§ **Problem statement**
When you output the entries, begin with the first line and end with the line containing "pub(crate) mod testing;", keeping each line exactly as it is.

[Saved entries]
▽

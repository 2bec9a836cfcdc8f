//! This crate contains the core logic of the actgate action engine.
//!
//! It binds named actions to RPC patterns, memoizes their results, composes
//! several concurrent actions into one view context and exposes route
//! handlers an HTTP server can mount.

pub mod action;
pub mod cache;
pub mod compose;
pub mod config;
pub mod core;
pub mod gateway;
pub mod handler;
pub mod logging;
pub(crate) mod utils;

#[cfg(test)]
pub(crate) mod testing;

pub use action::{ActionBinder, ActionMethod, ActionOptions, CacheKey, CacheOptions};
pub use cache::MemoryCache;
pub use compose::Composer;
pub use config::Config;
pub use core::{
    ActError, ActResult, Additions, Pattern, RawRequest, RequestDelegate, RpcLayer,
};
pub use gateway::Gateway;
pub use handler::{build_handler, Reply, RouteHandler};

△

§ **Answer to this exercise**
repository 2bec9a836cfcdc8f
//! This crate contains the core logic of the actgate action engine.
//!
//! It binds named actions to RPC patterns, memoizes their results, composes
//! several concurrent actions into one view context and exposes route
//! handlers an HTTP server can mount.

pub mod action;
pub mod cache;
pub mod compose;
pub mod config;
pub mod core;
pub mod gateway;
pub mod handler;
pub mod logging;
pub(crate) mod utils;

#[cfg(test)]
pub(crate) mod testing;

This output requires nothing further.